Neither melody nor din
Is technology a force for good? Should it be? Does anyone in the IT industry actually go to work in the morning thinking it is?
I ask because it’s a question that was posed by VMware CEO Pat Gelsinger in his keynote at VMworld 2019. “Technologies, they amplify human behaviour – the good and the bad – then we ask the question: Is tech good or bad?”
To his credit, Gelsinger provided his own answer to the question: “The answer is generally neutral; it’s neither good or bad, but it’s often how we shape it and will technology shape the world that we want to live in, or will it create a world that we’re afraid to live in?”
So, at heart, his argument (and it’s a common one) is that it’s not technology that matters but what we do with it. It’s up to people to use the technology that exists in ways that are beneficial rather than damaging. All very simple.
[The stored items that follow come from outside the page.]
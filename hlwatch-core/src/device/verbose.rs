//! Call-logging decorator

use std::sync::Arc;
use std::time::{Duration, Instant};

use async_trait::async_trait;
use tracing::debug;

use super::{Device, Event, EventSet, HardwareMonitor, HlmlError, ProviderKind};

/// Logs every call and its outcome, then delegates to the wrapped monitor
pub struct VerboseMonitor {
    inner: Arc<dyn HardwareMonitor>,
}

impl VerboseMonitor {
    pub fn new(inner: Arc<dyn HardwareMonitor>) -> Self {
        Self { inner }
    }
}

#[async_trait]
impl HardwareMonitor for VerboseMonitor {
    fn provider(&self) -> ProviderKind {
        self.inner.provider()
    }

    async fn initialize(&self) -> Result<(), HlmlError> {
        let result = self.inner.initialize().await;
        debug!(provider = %self.inner.provider(), ?result, "hlml initialize");
        result
    }

    async fn shutdown(&self) -> Result<(), HlmlError> {
        let result = self.inner.shutdown().await;
        debug!(?result, "hlml shutdown");
        result
    }

    async fn device_type_name(&self) -> Result<String, HlmlError> {
        let result = self.inner.device_type_name().await;
        debug!(?result, "hlml device_type_name");
        result
    }

    async fn device_count(&self) -> Result<u32, HlmlError> {
        let result = self.inner.device_count().await;
        debug!(?result, "hlml device_count");
        result
    }

    async fn device_by_index(&self, index: u32) -> Result<Device, HlmlError> {
        let result = self.inner.device_by_index(index).await;
        debug!(index, ?result, "hlml device_by_index");
        result
    }

    async fn device_by_serial(&self, serial: &str) -> Result<Device, HlmlError> {
        let result = self.inner.device_by_serial(serial).await;
        debug!(serial, ?result, "hlml device_by_serial");
        result
    }

    async fn numa_node(&self, device: &Device) -> Result<Option<u32>, HlmlError> {
        let result = self.inner.numa_node(device).await;
        debug!(serial = %device.serial, bus_id = %device.bus_id, ?result, "hlml numa_node");
        result
    }

    fn new_event_set(&self) -> EventSet {
        let set = self.inner.new_event_set();
        debug!(set = %set, "hlml new_event_set");
        set
    }

    fn delete_event_set(&self, set: &EventSet) {
        debug!(set = %set, "hlml delete_event_set");
        self.inner.delete_event_set(set)
    }

    async fn register_event(
        &self,
        set: &EventSet,
        kind: u64,
        serial: &str,
    ) -> Result<(), HlmlError> {
        let result = self.inner.register_event(set, kind, serial).await;
        debug!(set = %set, kind, serial, ?result, "hlml register_event");
        result
    }

    async fn wait_for_event(
        &self,
        set: &EventSet,
        timeout: Duration,
    ) -> Result<Event, HlmlError> {
        let started = Instant::now();
        let result = self.inner.wait_for_event(set, timeout).await;
        debug!(
            set = %set,
            timeout_ms = timeout.as_millis() as u64,
            elapsed_ms = started.elapsed().as_millis() as u64,
            ?result,
            "hlml wait_for_event"
        );
        result
    }

    fn critical_error_bit(&self) -> u64 {
        self.inner.critical_error_bit()
    }
}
Except it’s not quite that easy. For example, the IT industry may sell technology for a specific purpose but the functionality could be applied for something completely different. Or it could be something that occurs incrementally as the primary feature of a particular piece of technology ends up being used for a more dangerous purpose. As Gelsinger admitted: “As technologists, we have to acknowledge that often the innovations and breakthroughs we do can be used in unanticipated ways.”
But is that lack of awareness of what technologies could be used for – something akin to the law of unintended consequences – partly a consequence of the neutrality baked into it? After all, if we argue that technology is neutral so it’s what people do with it that defines whether it’s good or bad, we’re already acknowledging that technology has the potential to be bad.
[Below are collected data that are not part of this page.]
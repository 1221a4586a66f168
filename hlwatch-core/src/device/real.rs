//! Habana accelerator provider backed by the vendor management library
//!
//! Binds `libhlml.so` at runtime and passes calls straight through. Bus
//! addresses and PCI identity are resolved from sysfs through the accel
//! character device of each handle.

use std::collections::HashMap;
use std::ffi::{c_char, c_int, c_uint, c_ulonglong, c_void, CStr, CString};
use std::fs;
use std::path::{Path, PathBuf};
use std::ptr;
use std::sync::atomic::{AtomicU64, Ordering};
use std::sync::{Arc, Mutex, PoisonError};
use std::time::Duration;

use async_trait::async_trait;
use libloading::Library;
use once_cell::sync::OnceCell;
use tracing::{debug, error, warn};

use super::sysfs::{self, PCI_DEVICES_ROOT};
use super::{Device, Event, EventSet, HardwareMonitor, HlmlError, PciId, ProviderKind};

const LIBRARY_CANDIDATES: &[&str] = &["libhlml.so", "/usr/lib/habanalabs/libhlml.so"];
const ACCEL_CLASS_ROOT: &str = "/sys/class/accel";
const SERIAL_BUFFER_LEN: usize = 64;
const UUID_BUFFER_LEN: usize = 256;

type DeviceHandle = *mut c_void;
type EventSetHandle = *mut c_void;
type StringGetter = unsafe extern "C" fn(DeviceHandle, *mut c_char, c_uint) -> c_int;
type NumberGetter = unsafe extern "C" fn(DeviceHandle, *mut c_uint) -> c_int;

#[repr(C)]
struct EventData {
    device: DeviceHandle,
    event_type: c_ulonglong,
}

/// Global hlml binding
static HLML: OnceCell<Arc<HlmlLibrary>> = OnceCell::new();

/// Get or load the global hlml binding
fn get_hlml() -> Result<&'static Arc<HlmlLibrary>, HlmlError> {
    HLML.get_or_try_init(|| HlmlLibrary::open().map(Arc::new))
}

/// Entry points of libhlml used by the provider
struct HlmlLibrary {
    init: unsafe extern "C" fn() -> c_int,
    shutdown: unsafe extern "C" fn() -> c_int,
    device_get_count: unsafe extern "C" fn(*mut c_uint) -> c_int,
    device_get_handle_by_index: unsafe extern "C" fn(c_uint, *mut DeviceHandle) -> c_int,
    device_get_handle_by_serial: unsafe extern "C" fn(*const c_char, *mut DeviceHandle) -> c_int,
    device_get_serial: StringGetter,
    device_get_uuid: StringGetter,
    device_get_minor_number: NumberGetter,
    device_get_module_id: NumberGetter,
    event_set_create: unsafe extern "C" fn(*mut EventSetHandle) -> c_int,
    event_set_free: unsafe extern "C" fn(EventSetHandle) -> c_int,
    device_register_events:
        unsafe extern "C" fn(DeviceHandle, c_ulonglong, EventSetHandle) -> c_int,
    event_set_wait: unsafe extern "C" fn(EventSetHandle, *mut EventData, c_uint) -> c_int,
    // Keeps the function pointers above valid
    _library: Library,
}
If that’s the case, why do technologists continue to create neutral technology? Why would anyone make something that could amplify bad human behaviour? Isn’t bad human behaviour enough to be getting on with? Surely, the onus should be on ensuring that IT, if it does anything, amplifies good human behaviour?
So how do we shape technology? There are plenty of opportunities for IT to be used for good and there are also many instances where it is being used nefarious purposes. But does the responsibility lie purely with the people using the IT for those purposes? Are the creators of that technology completely absolved and unaccountable for what it is being used for? After all, if they hadn’t made it the way they made it, no one would be using it to do ill. If the technology we’re creating can be shaped “to create a world that we’re afraid to live in”, doesn’t that suggest we might not be doing this technology thing as well as we should?